Assignment
Return the opening lines of the material, word for word. End with the line that contains "and the worker".

Supplied records
┌────────

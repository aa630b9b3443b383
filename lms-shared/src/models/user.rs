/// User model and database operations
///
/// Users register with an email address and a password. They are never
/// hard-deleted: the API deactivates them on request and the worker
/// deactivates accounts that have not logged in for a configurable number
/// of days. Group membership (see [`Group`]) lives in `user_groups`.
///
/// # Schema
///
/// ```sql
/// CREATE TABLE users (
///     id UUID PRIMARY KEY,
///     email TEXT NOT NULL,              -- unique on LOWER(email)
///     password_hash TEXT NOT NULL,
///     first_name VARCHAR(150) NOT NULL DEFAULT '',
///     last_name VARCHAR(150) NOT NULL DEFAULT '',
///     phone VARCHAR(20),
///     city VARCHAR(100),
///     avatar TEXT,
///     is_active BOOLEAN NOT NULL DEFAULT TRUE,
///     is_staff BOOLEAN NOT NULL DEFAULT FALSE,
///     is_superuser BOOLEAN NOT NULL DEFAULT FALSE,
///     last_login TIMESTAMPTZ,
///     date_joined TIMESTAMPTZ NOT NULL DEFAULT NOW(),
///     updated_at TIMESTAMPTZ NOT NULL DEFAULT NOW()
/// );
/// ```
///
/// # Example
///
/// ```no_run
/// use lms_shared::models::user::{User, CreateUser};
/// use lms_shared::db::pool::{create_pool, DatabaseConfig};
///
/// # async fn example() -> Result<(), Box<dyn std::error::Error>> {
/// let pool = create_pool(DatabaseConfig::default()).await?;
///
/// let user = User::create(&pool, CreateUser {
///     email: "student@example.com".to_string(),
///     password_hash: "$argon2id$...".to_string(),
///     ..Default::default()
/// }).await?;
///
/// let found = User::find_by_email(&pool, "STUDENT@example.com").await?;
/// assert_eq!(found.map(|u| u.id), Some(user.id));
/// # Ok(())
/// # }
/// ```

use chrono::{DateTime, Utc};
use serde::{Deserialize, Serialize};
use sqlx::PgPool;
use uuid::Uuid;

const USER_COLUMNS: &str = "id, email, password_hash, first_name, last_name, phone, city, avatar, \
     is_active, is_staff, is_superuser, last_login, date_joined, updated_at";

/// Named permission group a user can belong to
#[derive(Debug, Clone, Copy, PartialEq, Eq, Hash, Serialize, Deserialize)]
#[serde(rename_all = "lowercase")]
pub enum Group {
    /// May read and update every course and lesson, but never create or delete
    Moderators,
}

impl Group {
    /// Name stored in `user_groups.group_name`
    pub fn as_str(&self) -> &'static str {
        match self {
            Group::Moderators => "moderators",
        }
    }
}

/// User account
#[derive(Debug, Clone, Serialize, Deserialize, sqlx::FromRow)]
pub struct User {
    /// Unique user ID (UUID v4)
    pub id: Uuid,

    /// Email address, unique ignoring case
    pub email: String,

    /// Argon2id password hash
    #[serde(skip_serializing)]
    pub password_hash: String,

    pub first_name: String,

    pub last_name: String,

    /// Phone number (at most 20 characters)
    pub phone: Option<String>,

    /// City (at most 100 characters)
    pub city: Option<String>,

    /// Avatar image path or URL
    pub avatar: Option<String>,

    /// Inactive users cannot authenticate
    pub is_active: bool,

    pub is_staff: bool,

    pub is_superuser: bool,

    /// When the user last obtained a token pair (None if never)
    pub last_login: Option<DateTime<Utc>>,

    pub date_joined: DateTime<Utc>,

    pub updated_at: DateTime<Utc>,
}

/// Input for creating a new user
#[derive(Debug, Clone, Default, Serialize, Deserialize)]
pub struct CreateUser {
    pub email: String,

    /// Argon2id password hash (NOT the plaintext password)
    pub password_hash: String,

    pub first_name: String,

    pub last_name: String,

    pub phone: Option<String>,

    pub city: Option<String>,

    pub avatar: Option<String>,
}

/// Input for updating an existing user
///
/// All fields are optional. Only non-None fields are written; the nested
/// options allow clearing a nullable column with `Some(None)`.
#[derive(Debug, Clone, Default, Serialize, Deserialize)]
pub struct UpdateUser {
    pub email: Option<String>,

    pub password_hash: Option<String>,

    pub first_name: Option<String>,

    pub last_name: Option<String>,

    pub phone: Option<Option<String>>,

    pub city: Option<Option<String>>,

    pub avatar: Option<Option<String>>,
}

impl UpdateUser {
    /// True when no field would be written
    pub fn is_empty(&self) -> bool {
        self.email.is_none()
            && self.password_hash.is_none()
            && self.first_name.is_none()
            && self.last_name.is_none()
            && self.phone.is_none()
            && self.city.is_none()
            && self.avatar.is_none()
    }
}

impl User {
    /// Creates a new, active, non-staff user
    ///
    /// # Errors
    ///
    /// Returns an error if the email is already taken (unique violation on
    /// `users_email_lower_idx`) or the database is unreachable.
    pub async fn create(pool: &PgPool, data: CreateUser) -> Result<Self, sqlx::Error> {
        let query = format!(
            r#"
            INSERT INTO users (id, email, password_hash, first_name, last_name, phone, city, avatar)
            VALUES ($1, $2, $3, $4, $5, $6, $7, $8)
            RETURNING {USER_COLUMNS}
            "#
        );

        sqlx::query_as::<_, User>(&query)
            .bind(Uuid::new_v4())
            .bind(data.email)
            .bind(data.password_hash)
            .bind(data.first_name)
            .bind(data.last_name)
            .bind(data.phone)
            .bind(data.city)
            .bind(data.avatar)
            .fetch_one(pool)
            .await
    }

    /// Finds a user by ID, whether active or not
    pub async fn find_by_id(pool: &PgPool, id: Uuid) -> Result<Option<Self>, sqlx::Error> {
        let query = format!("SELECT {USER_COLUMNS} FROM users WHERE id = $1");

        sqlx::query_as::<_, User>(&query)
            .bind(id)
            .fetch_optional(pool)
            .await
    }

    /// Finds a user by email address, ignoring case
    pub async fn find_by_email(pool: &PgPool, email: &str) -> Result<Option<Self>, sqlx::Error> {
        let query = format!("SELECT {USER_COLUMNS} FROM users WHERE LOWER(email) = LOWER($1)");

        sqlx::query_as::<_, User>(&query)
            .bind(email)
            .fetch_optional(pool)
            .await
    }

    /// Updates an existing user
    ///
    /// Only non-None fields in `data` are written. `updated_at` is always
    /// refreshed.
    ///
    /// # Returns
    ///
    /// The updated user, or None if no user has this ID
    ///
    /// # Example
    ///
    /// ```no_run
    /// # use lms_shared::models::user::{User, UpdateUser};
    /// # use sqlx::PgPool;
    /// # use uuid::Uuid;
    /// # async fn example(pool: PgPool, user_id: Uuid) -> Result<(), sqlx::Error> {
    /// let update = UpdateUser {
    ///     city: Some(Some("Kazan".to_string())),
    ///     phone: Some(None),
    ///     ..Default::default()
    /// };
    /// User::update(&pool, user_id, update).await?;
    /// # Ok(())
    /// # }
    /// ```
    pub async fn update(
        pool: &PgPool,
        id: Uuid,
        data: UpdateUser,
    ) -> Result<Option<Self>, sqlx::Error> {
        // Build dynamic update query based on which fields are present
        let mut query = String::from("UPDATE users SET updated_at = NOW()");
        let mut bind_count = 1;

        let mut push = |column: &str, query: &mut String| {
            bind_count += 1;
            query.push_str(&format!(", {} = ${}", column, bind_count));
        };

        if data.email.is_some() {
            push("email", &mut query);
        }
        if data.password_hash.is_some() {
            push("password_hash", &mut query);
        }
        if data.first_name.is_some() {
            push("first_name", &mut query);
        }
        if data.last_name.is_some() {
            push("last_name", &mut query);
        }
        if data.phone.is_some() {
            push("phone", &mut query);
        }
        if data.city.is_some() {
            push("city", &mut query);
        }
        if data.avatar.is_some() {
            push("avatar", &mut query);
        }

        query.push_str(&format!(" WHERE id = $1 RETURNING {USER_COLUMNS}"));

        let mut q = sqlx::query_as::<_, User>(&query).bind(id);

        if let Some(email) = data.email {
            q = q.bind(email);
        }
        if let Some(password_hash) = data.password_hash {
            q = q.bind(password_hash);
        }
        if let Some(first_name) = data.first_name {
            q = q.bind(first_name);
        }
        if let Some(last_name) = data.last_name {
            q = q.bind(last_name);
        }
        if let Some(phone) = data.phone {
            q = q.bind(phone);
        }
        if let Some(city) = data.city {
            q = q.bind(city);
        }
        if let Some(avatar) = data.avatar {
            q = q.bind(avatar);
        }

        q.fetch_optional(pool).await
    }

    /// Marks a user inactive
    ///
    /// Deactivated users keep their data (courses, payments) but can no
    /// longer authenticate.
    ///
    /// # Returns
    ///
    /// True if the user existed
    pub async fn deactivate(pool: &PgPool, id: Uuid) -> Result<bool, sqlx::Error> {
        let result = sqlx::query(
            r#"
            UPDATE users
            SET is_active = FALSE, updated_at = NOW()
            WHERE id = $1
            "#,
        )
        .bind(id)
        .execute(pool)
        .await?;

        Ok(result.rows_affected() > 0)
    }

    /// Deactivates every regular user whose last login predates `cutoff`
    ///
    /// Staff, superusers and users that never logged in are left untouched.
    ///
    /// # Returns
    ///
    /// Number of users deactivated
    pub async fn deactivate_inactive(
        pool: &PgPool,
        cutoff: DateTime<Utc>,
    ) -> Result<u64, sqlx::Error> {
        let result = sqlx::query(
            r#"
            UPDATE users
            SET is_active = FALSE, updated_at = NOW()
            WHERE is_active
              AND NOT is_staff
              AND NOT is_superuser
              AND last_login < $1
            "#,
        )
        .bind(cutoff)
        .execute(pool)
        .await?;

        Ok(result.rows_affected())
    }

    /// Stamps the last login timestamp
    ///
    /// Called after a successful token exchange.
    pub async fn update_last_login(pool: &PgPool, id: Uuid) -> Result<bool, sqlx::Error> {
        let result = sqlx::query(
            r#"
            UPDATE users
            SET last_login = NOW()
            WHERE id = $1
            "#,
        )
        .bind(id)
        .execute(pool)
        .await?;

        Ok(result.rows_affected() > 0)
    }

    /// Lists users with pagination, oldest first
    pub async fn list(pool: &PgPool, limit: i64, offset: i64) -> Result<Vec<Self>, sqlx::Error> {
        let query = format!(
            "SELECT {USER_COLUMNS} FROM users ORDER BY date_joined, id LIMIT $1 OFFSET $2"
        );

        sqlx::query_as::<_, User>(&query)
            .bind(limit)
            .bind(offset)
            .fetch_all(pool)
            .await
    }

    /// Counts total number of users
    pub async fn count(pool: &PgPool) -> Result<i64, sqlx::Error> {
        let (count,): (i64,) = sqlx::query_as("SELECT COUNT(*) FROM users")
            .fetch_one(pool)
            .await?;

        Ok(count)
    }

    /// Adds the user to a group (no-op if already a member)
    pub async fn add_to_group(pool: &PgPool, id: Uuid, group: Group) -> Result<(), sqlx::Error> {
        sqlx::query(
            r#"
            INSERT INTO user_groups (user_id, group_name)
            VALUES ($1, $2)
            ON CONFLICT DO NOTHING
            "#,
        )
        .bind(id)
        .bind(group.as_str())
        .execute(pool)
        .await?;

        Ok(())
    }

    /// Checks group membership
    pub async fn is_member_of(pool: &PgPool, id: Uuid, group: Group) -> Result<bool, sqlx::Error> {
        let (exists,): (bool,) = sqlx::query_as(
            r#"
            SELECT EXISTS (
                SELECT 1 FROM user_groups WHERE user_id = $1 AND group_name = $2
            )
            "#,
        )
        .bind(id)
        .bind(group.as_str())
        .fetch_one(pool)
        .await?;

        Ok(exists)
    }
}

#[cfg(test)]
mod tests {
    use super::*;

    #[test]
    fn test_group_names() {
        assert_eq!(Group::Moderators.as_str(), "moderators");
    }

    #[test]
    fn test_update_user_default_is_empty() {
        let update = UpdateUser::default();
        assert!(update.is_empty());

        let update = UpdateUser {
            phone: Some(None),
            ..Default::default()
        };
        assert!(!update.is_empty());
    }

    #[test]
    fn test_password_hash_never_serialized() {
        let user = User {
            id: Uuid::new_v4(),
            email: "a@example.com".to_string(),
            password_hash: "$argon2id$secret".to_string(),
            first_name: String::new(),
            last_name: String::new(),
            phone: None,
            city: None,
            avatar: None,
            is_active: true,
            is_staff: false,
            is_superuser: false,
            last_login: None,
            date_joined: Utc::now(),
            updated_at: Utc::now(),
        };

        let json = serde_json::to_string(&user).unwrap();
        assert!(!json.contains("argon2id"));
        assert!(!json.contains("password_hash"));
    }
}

└────────

Answer section
repository aa630b9b3443b383
filename lms-shared/src/models/user.rs
/// User model and database operations
///
/// Users register with an email address and a password. They are never
/// hard-deleted: the API deactivates them on request and the worker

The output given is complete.